■ **YOUR TASK**: Wherever "events" appears in a line of the listing, that line should be returned.

▽

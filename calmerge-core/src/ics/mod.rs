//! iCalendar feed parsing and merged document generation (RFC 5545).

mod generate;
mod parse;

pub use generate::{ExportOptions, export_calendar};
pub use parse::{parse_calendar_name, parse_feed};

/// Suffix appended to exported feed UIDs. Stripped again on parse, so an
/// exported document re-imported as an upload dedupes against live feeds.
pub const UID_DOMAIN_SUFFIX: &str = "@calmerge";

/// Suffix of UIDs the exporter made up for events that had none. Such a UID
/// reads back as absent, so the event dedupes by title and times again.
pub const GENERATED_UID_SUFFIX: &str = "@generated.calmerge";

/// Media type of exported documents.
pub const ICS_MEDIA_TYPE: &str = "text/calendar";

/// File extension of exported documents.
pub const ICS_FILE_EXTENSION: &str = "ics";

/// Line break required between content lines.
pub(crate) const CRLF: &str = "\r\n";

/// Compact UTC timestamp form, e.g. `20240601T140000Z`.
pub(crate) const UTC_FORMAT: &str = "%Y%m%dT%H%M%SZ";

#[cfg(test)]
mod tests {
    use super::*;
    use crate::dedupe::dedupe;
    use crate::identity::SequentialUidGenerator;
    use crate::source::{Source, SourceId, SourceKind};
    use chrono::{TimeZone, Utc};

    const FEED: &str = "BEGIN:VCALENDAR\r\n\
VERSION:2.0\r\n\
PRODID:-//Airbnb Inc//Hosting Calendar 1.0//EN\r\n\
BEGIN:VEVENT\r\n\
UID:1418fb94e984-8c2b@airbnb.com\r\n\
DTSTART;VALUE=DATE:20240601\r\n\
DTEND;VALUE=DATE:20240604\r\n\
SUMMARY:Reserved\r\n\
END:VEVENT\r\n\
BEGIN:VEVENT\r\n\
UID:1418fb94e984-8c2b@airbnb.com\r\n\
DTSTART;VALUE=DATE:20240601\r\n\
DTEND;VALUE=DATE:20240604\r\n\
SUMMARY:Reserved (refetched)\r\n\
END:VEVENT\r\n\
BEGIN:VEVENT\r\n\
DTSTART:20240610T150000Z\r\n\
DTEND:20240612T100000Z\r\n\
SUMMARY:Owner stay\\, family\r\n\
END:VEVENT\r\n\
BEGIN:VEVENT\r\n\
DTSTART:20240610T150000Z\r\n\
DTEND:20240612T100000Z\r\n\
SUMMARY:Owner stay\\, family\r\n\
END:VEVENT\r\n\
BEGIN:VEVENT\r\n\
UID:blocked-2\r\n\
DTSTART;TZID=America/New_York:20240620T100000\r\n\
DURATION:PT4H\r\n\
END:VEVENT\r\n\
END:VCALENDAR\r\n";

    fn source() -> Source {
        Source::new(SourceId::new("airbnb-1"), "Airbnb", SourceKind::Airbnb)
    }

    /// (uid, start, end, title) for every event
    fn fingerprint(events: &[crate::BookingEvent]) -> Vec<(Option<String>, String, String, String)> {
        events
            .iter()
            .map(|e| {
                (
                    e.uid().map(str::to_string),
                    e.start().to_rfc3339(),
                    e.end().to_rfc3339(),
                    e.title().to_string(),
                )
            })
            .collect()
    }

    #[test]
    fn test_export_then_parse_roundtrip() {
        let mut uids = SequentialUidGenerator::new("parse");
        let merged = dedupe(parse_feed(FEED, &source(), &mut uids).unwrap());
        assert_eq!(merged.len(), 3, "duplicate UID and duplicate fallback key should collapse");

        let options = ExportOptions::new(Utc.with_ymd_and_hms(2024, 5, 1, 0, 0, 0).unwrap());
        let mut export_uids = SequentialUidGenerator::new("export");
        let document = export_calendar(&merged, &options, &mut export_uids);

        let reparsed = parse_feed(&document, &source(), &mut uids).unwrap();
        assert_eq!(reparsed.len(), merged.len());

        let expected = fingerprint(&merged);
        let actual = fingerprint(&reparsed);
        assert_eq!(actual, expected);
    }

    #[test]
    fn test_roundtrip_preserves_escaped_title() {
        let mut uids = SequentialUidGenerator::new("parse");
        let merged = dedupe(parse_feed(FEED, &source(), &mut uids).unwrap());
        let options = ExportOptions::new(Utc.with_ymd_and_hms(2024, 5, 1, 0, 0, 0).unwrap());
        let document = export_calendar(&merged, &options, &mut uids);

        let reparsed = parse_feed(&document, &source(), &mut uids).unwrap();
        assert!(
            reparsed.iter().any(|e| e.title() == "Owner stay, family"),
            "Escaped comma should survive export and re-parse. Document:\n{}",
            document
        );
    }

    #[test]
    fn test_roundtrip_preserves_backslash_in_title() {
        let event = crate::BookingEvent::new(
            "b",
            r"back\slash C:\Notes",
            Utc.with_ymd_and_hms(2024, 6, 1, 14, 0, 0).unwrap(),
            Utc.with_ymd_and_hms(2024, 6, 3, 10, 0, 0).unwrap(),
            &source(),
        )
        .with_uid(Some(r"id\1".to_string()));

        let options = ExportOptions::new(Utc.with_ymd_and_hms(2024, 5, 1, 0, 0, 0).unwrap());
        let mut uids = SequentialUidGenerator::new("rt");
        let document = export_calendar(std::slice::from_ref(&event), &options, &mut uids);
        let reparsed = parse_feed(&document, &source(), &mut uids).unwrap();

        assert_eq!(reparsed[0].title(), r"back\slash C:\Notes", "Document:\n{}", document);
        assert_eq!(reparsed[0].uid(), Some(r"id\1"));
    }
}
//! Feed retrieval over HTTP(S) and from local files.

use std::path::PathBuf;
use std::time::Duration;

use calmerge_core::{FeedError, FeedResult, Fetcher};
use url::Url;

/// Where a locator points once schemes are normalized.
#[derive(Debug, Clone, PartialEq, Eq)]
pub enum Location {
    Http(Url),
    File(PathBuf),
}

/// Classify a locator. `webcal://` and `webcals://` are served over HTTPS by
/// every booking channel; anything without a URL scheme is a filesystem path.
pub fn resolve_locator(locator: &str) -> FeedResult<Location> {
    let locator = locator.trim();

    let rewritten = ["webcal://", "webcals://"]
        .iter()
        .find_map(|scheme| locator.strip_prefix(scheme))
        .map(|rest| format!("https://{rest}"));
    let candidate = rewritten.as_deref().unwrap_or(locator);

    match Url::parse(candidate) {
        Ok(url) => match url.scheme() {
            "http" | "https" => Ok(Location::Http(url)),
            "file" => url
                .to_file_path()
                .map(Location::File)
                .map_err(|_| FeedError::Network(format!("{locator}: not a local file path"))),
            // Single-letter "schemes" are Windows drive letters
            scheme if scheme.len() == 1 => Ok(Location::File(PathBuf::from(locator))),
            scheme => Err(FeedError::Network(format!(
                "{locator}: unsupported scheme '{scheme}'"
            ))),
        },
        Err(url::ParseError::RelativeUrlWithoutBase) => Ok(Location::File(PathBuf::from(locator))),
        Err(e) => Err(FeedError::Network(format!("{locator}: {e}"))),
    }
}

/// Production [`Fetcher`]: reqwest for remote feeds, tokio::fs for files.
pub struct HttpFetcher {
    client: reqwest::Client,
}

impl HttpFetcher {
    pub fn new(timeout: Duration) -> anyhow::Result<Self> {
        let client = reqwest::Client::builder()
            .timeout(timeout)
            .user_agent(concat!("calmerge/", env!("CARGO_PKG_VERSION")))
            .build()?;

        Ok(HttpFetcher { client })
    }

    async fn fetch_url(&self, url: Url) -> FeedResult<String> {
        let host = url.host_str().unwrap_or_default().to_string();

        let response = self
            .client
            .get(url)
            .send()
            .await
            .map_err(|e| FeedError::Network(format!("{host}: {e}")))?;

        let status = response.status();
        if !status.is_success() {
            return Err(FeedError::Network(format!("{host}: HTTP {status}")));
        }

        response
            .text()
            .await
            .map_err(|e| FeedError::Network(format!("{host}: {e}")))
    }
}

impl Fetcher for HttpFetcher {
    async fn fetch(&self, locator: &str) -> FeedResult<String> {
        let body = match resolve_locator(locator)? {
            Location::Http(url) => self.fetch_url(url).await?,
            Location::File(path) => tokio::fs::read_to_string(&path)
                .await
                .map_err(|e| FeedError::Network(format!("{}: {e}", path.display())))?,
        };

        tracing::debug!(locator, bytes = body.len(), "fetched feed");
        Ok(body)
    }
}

△

■ **RESPONSE AREA**:
/// Suffix of UIDs the exporter made up for events that had none. Such a UID
    fn fingerprint(events: &[crate::BookingEvent]) -> Vec<(Option<String>, String, String, String)> {
        events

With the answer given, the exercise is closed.